Le VDI peut se voir proposer deux types de contrats différents. Sans changer son statut social, ces contrats modifieront la nature de la relation commerciale entre l’entreprise, le vendeur et le client :

  • VDI Mandataire: Le contrat VDI stipule que l’entreprise (le mandant) donne au vendeur (le mandataire) le pouvoir de prendre des commandes auprès de la clientèle. Cela au nom et pour le compte de l’entreprise. En contrepartie de son activité, le vendeur perçoit des commissions. Ces commissions s’assoient sur le chiffre d’affaires réalisé. Les cotisations sociales sont calculées sur ces commissions.
  • VDI Acheteur-revendeur: Le contrat VDI stipule que le vendeur achètera puis revendra à son tour la marchandise fournie par l’entreprise de Vente Directe. Le vendeur bénéficie de remises quantitatives sur les produits qu’il revend et livre à ses clients avec une marge bénéficiaire. Cette marge constituera les gains de l’intéressé, sur lesquels les cotisations sociales seront calculées.
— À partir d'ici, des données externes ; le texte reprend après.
//! Warehouse access for conversation history
//!
//! The persistent store client issues commands against the warehouse and
//! classifies its failures; the connection manager owns one client and hides
//! reconnection from everybody else.

mod connection;
mod jsonl;

pub use connection::{
    ConnectionManager, ConnectionState, ConnectionStatus, RetryPolicy, DEFAULT_BASE_DELAY,
    DEFAULT_JITTER_RATIO, DEFAULT_MAX_RETRIES,
};
pub use jsonl::JsonlStore;

use crate::memory::ConversationTurn;
use async_trait::async_trait;
use serde::{Deserialize, Serialize};

/// Warehouse error code reported when the session token has expired
pub const TOKEN_EXPIRED_ERROR_CODE: &str = "390114";

const TOKEN_EXPIRED_MESSAGE: &str = "authentication token has expired";

/// One unit of work against the warehouse.
///
/// Commands are plain values so the connection manager can retry them after
/// a reconnect without asking the caller for anything.
#[derive(Debug, Clone, PartialEq, Serialize, Deserialize)]
pub enum StoreCommand {
    /// Append turns to a session's history, preserving their order
    AppendTurns {
        session_id: String,
        turns: Vec<ConversationTurn>,
    },
    /// Read a session's full history, oldest first
    LoadHistory { session_id: String },
    /// Cheap liveness probe
    Ping,
}

impl StoreCommand {
    /// Short label for logs
    pub fn label(&self) -> &'static str {
        match self {
            Self::AppendTurns { .. } => "append_turns",
            Self::LoadHistory { .. } => "load_history",
            Self::Ping => "ping",
        }
    }
}

/// What a successful command produced
#[derive(Debug, Clone, PartialEq, Serialize, Deserialize)]
pub enum StoreOutput {
    /// Number of turns written
    Written(usize),
    /// History of a session, oldest first
    History(Vec<ConversationTurn>),
    Pong,
}

/// How a warehouse failure should be treated
#[derive(Debug, Clone, Copy, PartialEq, Eq, Serialize, Deserialize)]
pub enum FailureKind {
    /// Session token expired; recoverable by re-authenticating
    TokenExpired,
    /// Network, timeout or similar; recoverable by retrying
    Transient,
    /// Malformed command or authorization denial; never retried
    Permanent,
}

impl FailureKind {
    pub fn is_recoverable(self) -> bool {
        !matches!(self, Self::Permanent)
    }
}

/// Failure reported by a persistent store client
#[derive(Debug, Clone, PartialEq, Eq, thiserror::Error)]
#[error("{kind:?}: {message}")]
pub struct StoreError {
    pub kind: FailureKind,
    pub message: String,
}

impl StoreError {
    pub fn new(kind: FailureKind, message: impl Into<String>) -> Self {
        Self {
            kind,
            message: message.into(),
        }
    }

    pub fn token_expired(message: impl Into<String>) -> Self {
        Self::new(FailureKind::TokenExpired, message)
    }

    pub fn transient(message: impl Into<String>) -> Self {
        Self::new(FailureKind::Transient, message)
    }

    pub fn permanent(message: impl Into<String>) -> Self {
        Self::new(FailureKind::Permanent, message)
    }

    /// Classify a raw warehouse error message.
    ///
    /// Token expiry is only recognised when both the error code and the
    /// expiry text are present; the code alone is reused by other auth errors.
    pub fn classify(message: impl Into<String>) -> Self {
        let message = message.into();
        let lower = message.to_lowercase();

        let kind = if lower.contains(TOKEN_EXPIRED_ERROR_CODE)
            && lower.contains(TOKEN_EXPIRED_MESSAGE)
        {
            FailureKind::TokenExpired
        } else if is_transient_message(&lower) {
            FailureKind::Transient
        } else {
            FailureKind::Permanent
        };

        Self { kind, message }
    }
}

fn is_transient_message(lower: &str) -> bool {
    lower.contains("timeout")
        || lower.contains("timed out")
        || lower.contains("network")
        || lower.contains("connection reset")
        || lower.contains("connection refused")
        || lower.contains("connection closed")
        || lower.contains("temporarily unavailable")
        || lower.contains("503")
}

/// Client for one warehouse connection.
///
/// Implementations only run commands and report classified failures; retry
/// and reconnection policy belong to [`ConnectionManager`].
#[async_trait]
pub trait PersistentStore: Send + Sync {
    /// Run one command against the current connection
    async fn run(&self, command: &StoreCommand) -> std::result::Result<StoreOutput, StoreError>;

    /// Drop the current connection and authenticate a fresh one
    async fn reconnect(&self) -> std::result::Result<(), StoreError>;

    /// Release the connection
    async fn close(&self) {}
}

#[cfg(test)]
mod tests {
    use super::*;

    #[test]
    fn test_classify_token_expired_requires_code_and_text() {
        let err = StoreError::classify(
            "390114 (08001): Authentication token has expired.  The user must authenticate again.",
        );
        assert_eq!(err.kind, FailureKind::TokenExpired);

        let err = StoreError::classify("390114: Incorrect username or password was specified.");
        assert_eq!(err.kind, FailureKind::Permanent);
    }

    #[test]
    fn test_classify_transient_and_permanent() {
        assert_eq!(
            StoreError::classify("Connection reset by peer").kind,
            FailureKind::Transient
        );
        assert_eq!(
            StoreError::classify("request timed out after 30s").kind,
            FailureKind::Transient
        );
        assert_eq!(
            StoreError::classify("SQL compilation error: syntax error line 1").kind,
            FailureKind::Permanent
        );
    }

    #[test]
    fn test_command_labels() {
        assert_eq!(StoreCommand::Ping.label(), "ping");
        assert_eq!(
            StoreCommand::LoadHistory {
                session_id: "s".to_string()
            }
            .label(),
            "load_history"
        );
    }
}
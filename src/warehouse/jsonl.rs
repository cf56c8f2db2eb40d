//! File-backed warehouse: one JSONL history file per session

use super::{PersistentStore, StoreCommand, StoreError, StoreOutput};
use crate::memory::ConversationTurn;
use async_trait::async_trait;
use std::io::{ErrorKind, SeekFrom};
use std::path::PathBuf;
use tokio::fs;
use tokio::io::{AsyncReadExt, AsyncSeekExt, AsyncWriteExt};
use tracing::{debug, warn};

/// Local stand-in for a remote warehouse.
///
/// Appends are one JSON object per line, so a batch is visible in order as
/// soon as the write returns. A batch is written all or nothing: a failed
/// write is truncated away before the error is returned, and a torn tail
/// left by a crash is dropped before the next append.
#[derive(Debug, Clone)]
pub struct JsonlStore {
    dir: PathBuf,
}

impl JsonlStore {
    pub fn new(dir: impl Into<PathBuf>) -> Self {
        Self { dir: dir.into() }
    }

    fn session_path(&self, session_id: &str) -> PathBuf {
        let safe_id: String = session_id
            .chars()
            .map(|c| {
                if c.is_alphanumeric() || c == '-' || c == '_' {
                    c
                } else {
                    '_'
                }
            })
            .collect();
        self.dir.join(format!("{}.jsonl", safe_id))
    }

    async fn append(
        &self,
        session_id: &str,
        turns: &[ConversationTurn],
    ) -> Result<usize, StoreError> {
        if turns.is_empty() {
            return Ok(0);
        }
        fs::create_dir_all(&self.dir).await.map_err(io_error)?;

        let mut lines = String::new();
        for turn in turns {
            let json = serde_json::to_string(turn)
                .map_err(|e| StoreError::permanent(format!("unserializable turn: {e}")))?;
            lines.push_str(&json);
            lines.push('\n');
        }

        let mut file = fs::OpenOptions::new()
            .create(true)
            .read(true)
            .write(true)
            .open(self.session_path(session_id))
            .await
            .map_err(io_error)?;

        let len = file.metadata().await.map_err(io_error)?.len();
        let committed = committed_len(&mut file, len).await.map_err(io_error)?;
        if committed < len {
            warn!(
                session = session_id,
                bytes = len - committed,
                "Dropping torn tail of history file"
            );
            file.set_len(committed).await.map_err(io_error)?;
        }
        file.seek(SeekFrom::Start(committed)).await.map_err(io_error)?;

        let written = match file.write_all(lines.as_bytes()).await {
            Ok(()) => file.flush().await,
            Err(e) => Err(e),
        };
        if let Err(e) = written {
            if let Err(rollback) = file.set_len(committed).await {
                warn!(session = session_id, "Could not roll back partial append: {}", rollback);
            }
            return Err(io_error(e));
        }

        debug!(session = session_id, turns = turns.len(), "Appended turns");
        Ok(turns.len())
    }

    async fn load(&self, session_id: &str) -> Result<Vec<ConversationTurn>, StoreError> {
        let path = self.session_path(session_id);
        let content = match fs::read_to_string(&path).await {
            Ok(content) => content,
            Err(e) if e.kind() == ErrorKind::NotFound => return Ok(Vec::new()),
            Err(e) => return Err(io_error(e)),
        };

        let mut turns = Vec::new();
        for (index, line) in content.lines().enumerate() {
            if line.trim().is_empty() {
                continue;
            }
            match serde_json::from_str::<ConversationTurn>(line) {
                Ok(turn) => turns.push(turn),
                Err(e) => warn!(
                    session = session_id,
                    line = index + 1,
                    "Skipping unreadable history line: {}",
                    e
                ),
            }
        }
        Ok(turns)
    }
}

/// Length of the file up to and including its last newline
async fn committed_len(file: &mut fs::File, len: u64) -> std::io::Result<u64> {
    let mut chunk = [0u8; 4096];
    let mut end = len;
    while end > 0 {
        let start = end.saturating_sub(chunk.len() as u64);
        let size = (end - start) as usize;
        file.seek(SeekFrom::Start(start)).await?;
        file.read_exact(&mut chunk[..size]).await?;
        if let Some(pos) = chunk[..size].iter().rposition(|b| *b == b'\n') {
            return Ok(start + pos as u64 + 1);
        }
        end = start;
    }
    Ok(0)
}

/// Denied access will not fix itself; anything else may
fn io_error(e: std::io::Error) -> StoreError {
    match e.kind() {
        ErrorKind::PermissionDenied => StoreError::permanent(e.to_string()),
        _ => StoreError::transient(e.to_string()),
    }
}

#[async_trait]
impl PersistentStore for JsonlStore {
    async fn run(&self, command: &StoreCommand) -> Result<StoreOutput, StoreError> {
        match command {
            StoreCommand::AppendTurns { session_id, turns } => {
                self.append(session_id, turns).await.map(StoreOutput::Written)
            }
            StoreCommand::LoadHistory { session_id } => {
                self.load(session_id).await.map(StoreOutput::History)
            }
            StoreCommand::Ping => {
                fs::create_dir_all(&self.dir).await.map_err(io_error)?;
                Ok(StoreOutput::Pong)
            }
        }
    }

    async fn reconnect(&self) -> Result<(), StoreError> {
        debug!("Reopening warehouse directory {}", self.dir.display());
        fs::create_dir_all(&self.dir).await.map_err(io_error)
    }
}
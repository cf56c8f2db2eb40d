//! Memory module for Turnkeeper
//!
//! Short-term durability through the per-session write buffer, long-term
//! recall through the user and assistant memory backends.

mod backend;
mod buffer;
mod mem0;
mod orchestrator;
mod turn;

pub use backend::{
    BackendFactory, BackendId, MemoryBackend, MemoryQueryResult, MemoryRecord, NullBackend,
    NullFactory,
};
pub use buffer::{BatchPolicy, FlushHandle, WriteBuffer, DEFAULT_BATCH_INTERVAL, DEFAULT_BATCH_SIZE};
pub use mem0::{Mem0Backend, Mem0Factory, MemoryScope};
pub use orchestrator::{
    MemoryContext, MemoryOrchestrator, StoreReport, Strategy, DEFAULT_STORE_DEADLINE,
};
pub use turn::{ConversationTurn, TurnRole};
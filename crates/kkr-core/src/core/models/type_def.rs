use serde::Serialize;

/// One chemical species occupying a site, with its concentration in percent.
///
/// An atomic number of `0` denotes a vacancy.
#[derive(Debug, Clone, Copy, PartialEq, Serialize)]
pub struct Species {
    pub atomic_number: u32,
    pub concentration: f64,
}

impl Species {
    pub fn new(atomic_number: u32, concentration: f64) -> Self {
        Self {
            atomic_number,
            concentration,
        }
    }
}

impl From<(u32, f64)> for Species {
    fn from((atomic_number, concentration): (u32, f64)) -> Self {
        Self::new(atomic_number, concentration)
    }
}

/// A named site specification from the type table (one `ntyp` record).
///
/// Definitions produced by parsing or by the add/modify operations always
/// satisfy `species.len() == species_count`; direct field edits are not
/// re-validated.
#[derive(Debug, Clone, PartialEq, Serialize)]
pub struct TypeDefinition {
    pub label: String,             // Key referenced by atomic positions
    pub species_count: usize,      // Declared number of components (ncmp)
    pub muffin_tin_radius: f64,    // 0.0 lets the solver choose (rmt)
    pub external_field: f64,       // External magnetic field (field)
    pub max_angular_momentum: i32, // Angular-momentum cutoff (mxl)
    pub species: Vec<Species>,     // (anclr, conc) pairs
}

impl TypeDefinition {
    pub fn new(
        label: impl Into<String>,
        species_count: usize,
        muffin_tin_radius: f64,
        external_field: f64,
        max_angular_momentum: i32,
        species: Vec<Species>,
    ) -> Self {
        Self {
            label: label.into(),
            species_count,
            muffin_tin_radius,
            external_field,
            max_angular_momentum,
            species,
        }
    }

    /// Builds a definition whose `species_count` is taken from `species`.
    pub fn with_species(
        label: impl Into<String>,
        muffin_tin_radius: f64,
        external_field: f64,
        max_angular_momentum: i32,
        species: Vec<Species>,
    ) -> Self {
        let species_count = species.len();
        Self::new(
            label,
            species_count,
            muffin_tin_radius,
            external_field,
            max_angular_momentum,
            species,
        )
    }

    /// Sum of all species concentrations; expected, not enforced, to be 100.
    pub fn total_concentration(&self) -> f64 {
        self.species.iter().map(|s| s.concentration).sum()
    }

    pub fn is_consistent(&self) -> bool {
        self.species.len() == self.species_count
    }
}
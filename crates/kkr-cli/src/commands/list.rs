use crate::cli::ListArgs;
use crate::error::{CliError, Result};
use kkredit::core::models::document::Document;
use std::fmt::{self, Write};
use tracing::info;

pub fn run(args: ListArgs) -> Result<()> {
    let document = kkredit::load(&args.input).map_err(|e| CliError::FileParsing {
        path: args.input.clone(),
        source: e.into(),
    })?;
    info!(
        "Listing {} position(s) from {:?}",
        document.positions().len(),
        &args.input
    );
    let listing = render_listing(&document)
        .map_err(|e| CliError::Other(anyhow::anyhow!("Failed to render listing: {}", e)))?;
    print!("{}", listing);
    Ok(())
}

pub fn render_listing(document: &Document) -> std::result::Result<String, fmt::Error> {
    let mut out = String::new();
    writeln!(out, "Found {} atomic positions:", document.positions().len())?;
    for (index, position) in document.positions().iter().enumerate() {
        writeln!(
            out,
            "Index {}: {} -> {}",
            index, position.coordinates, position.type_label
        )?;
    }

    writeln!(
        out,
        "\nFound {} type definitions:",
        document.type_definitions().len()
    )?;
    for definition in document.type_definitions() {
        let species = definition
            .species
            .iter()
            .map(|s| format!("{}:{}", s.atomic_number, s.concentration))
            .collect::<Vec<_>>()
            .join(" ");
        writeln!(
            out,
            "  {:<12} ncmp={} species=[{}] used by {} position(s)",
            definition.label,
            definition.species_count,
            species,
            document.count_by_label(&definition.label)
        )?;
    }

    let unresolved = document.unresolved_labels();
    if !unresolved.is_empty() {
        writeln!(out, "\nLabels without a definition: {}", unresolved.join(", "))?;
    }
    Ok(out)
}

#[cfg(test)]
mod tests {
    use super::*;

    const INPUT: &str = "\
c------------------------------------------------------------
c   ntyp
     2
c------------------------------------------------------------
c   typ ncmp rmt field mxl [anclr conc]
    Fe    1  0.0  0.0  2
                              26  100.0
    Co    2  0.0  0.0  2
                              27  50.0
                              28  50.0
c   natm
     3
c   atmicx(in the unit of a)            atmtyp
    0.0a  0.0b  0.0c  Fe
    0.5a  0.5b  0.5c  Fe
    0.0a  0.5b  0.5c  Mn
end
";

    #[test]
    fn listing_shows_positions_and_usage() {
        let document = kkredit::core::io::kkr::parse_str(INPUT).unwrap();
        let listing = render_listing(&document).unwrap();
        let lines: Vec<&str> = listing.lines().collect();

        assert_eq!(lines[0], "Found 3 atomic positions:");
        assert_eq!(lines[1], "Index 0: (0.0a, 0.0b, 0.0c) -> Fe");
        assert_eq!(lines[3], "Index 2: (0.0a, 0.5b, 0.5c) -> Mn");
        assert!(listing.contains("Found 2 type definitions:"));
        assert!(listing.contains("species=[26:100] used by 2 position(s)"));
        assert!(listing.contains("species=[27:50 28:50] used by 0 position(s)"));
        assert!(listing.ends_with("Labels without a definition: Mn\n"));
    }
}
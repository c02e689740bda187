//! Provides input/output functionality for solver input files.
//!
//! A trait-based interface for reading a [`Document`](crate::core::models::document::Document)
//! from text and writing it back, plus the implementation for the KKR-CPA
//! input format.

pub mod kkr;
pub mod traits;
//! # Core Module
//!
//! The stateless foundation of the library.
//!
//! - **Document Representation** ([`models`]) - The header, type table,
//!   position table and footer of an input file as owned value types
//! - **File I/O** ([`io`]) - The line-oriented reader and the canonical writer
//! - **Site Compositions** ([`composition`]) - Normalized species fractions used
//!   to build disordered (CPA) sites

pub mod composition;
pub mod io;
pub mod models;
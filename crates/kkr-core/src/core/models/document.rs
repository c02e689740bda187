use super::position::AtomicPosition;
use super::type_def::TypeDefinition;
use std::collections::{HashMap, HashSet};

/// A parsed input file: verbatim header and footer text around a structured
/// type table and position table.
///
/// A `Document` is a value. It is produced by the reader or by one of the
/// edit operations in [`crate::edit`], each of which returns a fresh copy and
/// leaves its input untouched.
#[derive(Debug, Clone, Default, PartialEq)]
pub struct Document {
    header: Vec<String>,                   // Lines preceding the type-count section
    type_count: Option<usize>,             // Declared ntyp, if any
    type_definitions: Vec<TypeDefinition>, // Type table in file order
    position_header: Vec<String>,          // Marker and comment lines of the position section
    positions: Vec<AtomicPosition>,        // Position table in file order
    footer: Vec<String>,                   // End marker and everything after it
}

impl Document {
    pub(crate) fn from_parts(
        header: Vec<String>,
        type_count: Option<usize>,
        type_definitions: Vec<TypeDefinition>,
        position_header: Vec<String>,
        positions: Vec<AtomicPosition>,
        footer: Vec<String>,
    ) -> Self {
        Self {
            header,
            type_count,
            type_definitions,
            position_header,
            positions,
            footer,
        }
    }

    pub fn header(&self) -> &[String] {
        &self.header
    }

    /// The stored `ntyp`. The writer does not use it; it recomputes the count
    /// from the labels actually referenced by positions.
    pub fn type_count(&self) -> Option<usize> {
        self.type_count
    }

    pub fn type_definitions(&self) -> &[TypeDefinition] {
        &self.type_definitions
    }

    pub fn position_header(&self) -> &[String] {
        &self.position_header
    }

    pub fn positions(&self) -> &[AtomicPosition] {
        &self.positions
    }

    pub fn footer(&self) -> &[String] {
        &self.footer
    }

    /// Resolves a label the way the writer does: the last definition with
    /// that label wins.
    pub fn type_definition(&self, label: &str) -> Option<&TypeDefinition> {
        self.type_definitions.iter().rev().find(|d| d.label == label)
    }

    /// Distinct position labels in order of first appearance.
    pub fn used_labels(&self) -> Vec<&str> {
        let mut seen = HashSet::new();
        self.positions
            .iter()
            .map(|p| p.type_label.as_str())
            .filter(|label| seen.insert(*label))
            .collect()
    }

    /// The definitions a written file will contain: one per used label that
    /// resolves to a definition, in order of first use. Labels with no
    /// definition are skipped.
    pub fn referenced_type_definitions(&self) -> Vec<&TypeDefinition> {
        let by_label: HashMap<&str, &TypeDefinition> = self
            .type_definitions
            .iter()
            .map(|d| (d.label.as_str(), d))
            .collect();
        self.used_labels()
            .into_iter()
            .filter_map(|label| by_label.get(label).copied())
            .collect()
    }

    /// Used labels that have no type definition.
    pub fn unresolved_labels(&self) -> Vec<&str> {
        self.used_labels()
            .into_iter()
            .filter(|label| self.type_definition(label).is_none())
            .collect()
    }

    pub(crate) fn type_count_mut(&mut self) -> &mut Option<usize> {
        &mut self.type_count
    }

    pub(crate) fn type_definitions_mut(&mut self) -> &mut Vec<TypeDefinition> {
        &mut self.type_definitions
    }

    pub(crate) fn positions_mut(&mut self) -> &mut Vec<AtomicPosition> {
        &mut self.positions
    }
}

#[cfg(test)]
mod tests {
    use super::*;
    use crate::core::models::type_def::Species;

    fn definition(label: &str, z: u32) -> TypeDefinition {
        TypeDefinition::with_species(label, 0.0, 0.0, 2, vec![Species::new(z, 100.0)])
    }

    fn sample() -> Document {
        Document::from_parts(
            vec!["c header".into()],
            Some(3),
            vec![definition("Ba", 56), definition("Cu", 29), definition("O", 8)],
            vec!["c atmicx atmtyp".into()],
            vec![
                AtomicPosition::new("0a", "0b", "0c", "Cu"),
                AtomicPosition::new("0.5a", "0.5b", "0.5c", "Ba"),
                AtomicPosition::new("0a", "0.5b", "0c", "Cu"),
                AtomicPosition::new("0a", "0b", "0.5c", "Vac"),
            ],
            vec!["end".into()],
        )
    }

    #[test]
    fn used_labels_are_distinct_in_first_use_order() {
        let doc = sample();
        assert_eq!(doc.used_labels(), vec!["Cu", "Ba", "Vac"]);
    }

    #[test]
    fn referenced_definitions_skip_unused_and_unresolved_labels() {
        let doc = sample();
        let labels: Vec<_> = doc
            .referenced_type_definitions()
            .iter()
            .map(|d| d.label.as_str())
            .collect();
        assert_eq!(labels, vec!["Cu", "Ba"]);
        assert_eq!(doc.unresolved_labels(), vec!["Vac"]);
    }

    #[test]
    fn duplicate_labels_resolve_to_last_definition() {
        let mut doc = sample();
        doc.type_definitions_mut().push(definition("Cu", 47));
        assert_eq!(doc.type_definition("Cu").unwrap().species[0].atomic_number, 47);
        assert_eq!(
            doc.referenced_type_definitions()[0].species[0].atomic_number,
            47
        );
    }

    #[test]
    fn default_document_is_empty() {
        let doc = Document::default();
        assert!(doc.positions().is_empty());
        assert!(doc.type_definitions().is_empty());
        assert_eq!(doc.type_count(), None);
    }
}
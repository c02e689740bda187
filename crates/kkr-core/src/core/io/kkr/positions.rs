use super::lines::{is_comment_or_blank, is_end_marker, is_position_marker};
use crate::core::models::position::AtomicPosition;
use tracing::trace;

#[derive(Debug, Clone, PartialEq, Default)]
pub(super) struct PositionTable {
    pub header: Vec<String>,
    pub positions: Vec<AtomicPosition>,
    pub end: Option<usize>, // Offset of the end-marker line within the scanned slice
}

/// Reads `x y z label` records from a slice that begins at the position
/// marker line.
///
/// Marker, comment and blank lines go to the header. The first other line
/// containing `end` stops the scan. Lines with fewer than four tokens are
/// dropped.
pub(super) fn parse_position_table(lines: &[&str]) -> PositionTable {
    let mut table = PositionTable::default();
    for (offset, line) in lines.iter().enumerate() {
        if is_position_marker(line) || is_comment_or_blank(line) {
            table.header.push(line.to_string());
            continue;
        }
        if is_end_marker(line) {
            table.end = Some(offset);
            return table;
        }

        let tokens: Vec<&str> = line.split_whitespace().collect();
        if let [x, y, z, label, ..] = tokens.as_slice() {
            table.positions.push(AtomicPosition::new(*x, *y, *z, *label));
        } else {
            trace!("Dropping short position line: {:?}", line.trim());
        }
    }
    table
}
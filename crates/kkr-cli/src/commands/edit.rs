use crate::cli::EditArgs;
use crate::config::PartialRecipe;
use crate::error::{CliError, Result};
use kkredit::workflows;
use tracing::{info, warn};

pub fn run(args: EditArgs) -> Result<()> {
    let partial_recipe = match &args.recipe {
        Some(path) => PartialRecipe::from_file(path)?,
        None => PartialRecipe::default(),
    };
    info!("Merging recipe from file and CLI arguments...");
    let recipe = partial_recipe.merge_with_cli(&args)?;

    let document = kkredit::load(&args.input).map_err(|e| CliError::FileParsing {
        path: args.input.clone(),
        source: e.into(),
    })?;

    if recipe.is_empty() {
        warn!("No edit steps given; the input will be rewritten in canonical form.");
    }

    let edited = workflows::recipe::run(&document, &recipe)?;

    kkredit::save(&edited, &args.output).map_err(|e| CliError::FileParsing {
        path: args.output.clone(),
        source: e.into(),
    })?;

    println!(
        "Applied {} step(s); wrote {} type definition(s) and {} position(s) to: {}",
        recipe.steps().len(),
        edited.referenced_type_definitions().len(),
        edited.positions().len(),
        args.output.display()
    );
    Ok(())
}
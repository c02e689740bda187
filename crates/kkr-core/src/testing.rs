//! Shared fixtures for unit tests.

use crate::core::io::kkr::parse_str;
use crate::core::models::document::Document;

/// A YBa2Cu3O7 cell: 8 type definitions, 13 positions, two `Ba_2t_0` sites.
pub(crate) const YBCO_INPUT: &str = r#"c------------------------------------------------------------
     go    data/ybco
c------------------------------------------------------------
c   brvtyp     a        c/a   b/a   alpha   beta   gamma
     prm     7.2246   3.2407  1.0156   ,       ,      ,
c------------------------------------------------------------
c   edelt    ewidth    reltyp   sdftyp   magtyp   record
    0.001     1.0      nrl      mjw      nmag     init
c------------------------------------------------------------
c   outtyp    bzqlty   maxitr   pmix
    update      4        200    0.02
c------------------------------------------------------------
c    ntyp
     8
c------------------------------------------------------------
c   typ     ncmp    rmt    field   mxl  [anclr   conc]
    Ba_2t_0   1   0.0   0.0   2
                              56  100.0
    Y_1h_2   1   0.0   0.0   2
                              39  100.0
    Cu_1a_5   1   0.0   0.0   2
                              29  100.0
    Cu_2q_3   1   0.0   0.0   2
                              29  100.0
    O4_2q_4   1   0.0   0.0   1
                              8  100.0
    O2_1e_6   1   0.0   0.0   1
                              8  100.0
    O1_2s_8   1   0.0   0.0   1
                              8  100.0
    O3_2r_7   1   0.0   0.0   1
                              8	100.0
c------------------------------------------------------------
c   natm
     13
c------------------------------------------------------------
c   atmicx(in the unit of a)                 atmtyp
c------------------------------------------------------------
    0.50000000a  0.50000000b  0.18430000c  Ba_2t_0
    0.50000000a  0.50000000b  0.81570000c  Ba_2t_0
    0.50000000a  0.50000000b  0.50000000c  Y_1h_2
    0.00000000a  0.00000000b  0.00000000c  Cu_1a_5
    0.00000000a  0.00000000b  0.35560000c  Cu_2q_3
    0.00000000a  0.00000000b  0.64440000c  Cu_2q_3
    0.00000000a  0.00000000b  0.15840000c  O4_2q_4
    0.00000000a  0.00000000b  0.84160000c  O4_2q_4
    0.00000000a  0.50000000b  0.00000000c  O2_1e_6
    0.00000000a  0.50000000b  0.37830000c  O1_2s_8
    0.00000000a  0.50000000b  0.62170000c  O1_2s_8
    0.50000000a  0.00000000b  0.37830000c  O3_2r_7
    0.50000000a  0.00000000b  0.62170000c  O3_2r_7
end
c------------------------------------------------------------
"#;

pub(crate) fn ybco() -> Document {
    parse_str(YBCO_INPUT).expect("fixture parses")
}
La précision des frais d’entrée

Le contrat doit préciser les frais d’entrée, s’il y en a. Il peut s’agir de frais administratifs ou liés au kit de démarrage. Il est nécessaire que le contrat précise la récurrence de ces frais et les modalités liés aux achats de produits. Légalement, une société de Vente Directe ne peut pas réaliser de bénéfice sur ces frais.

Le droit de rétractation

Toutes les sociétés appartenant à la FVD, Fédération de la Vente Directe ont l’obligation d’expliquer au futur vendeur que ce dernier peut se rétracter sans frais par lettre recommandée dans les 15 jours qui suivent la signature du contrat. A savoir que l’appartenance à la FVD est un gage de sécurité pour le futur vendeur également.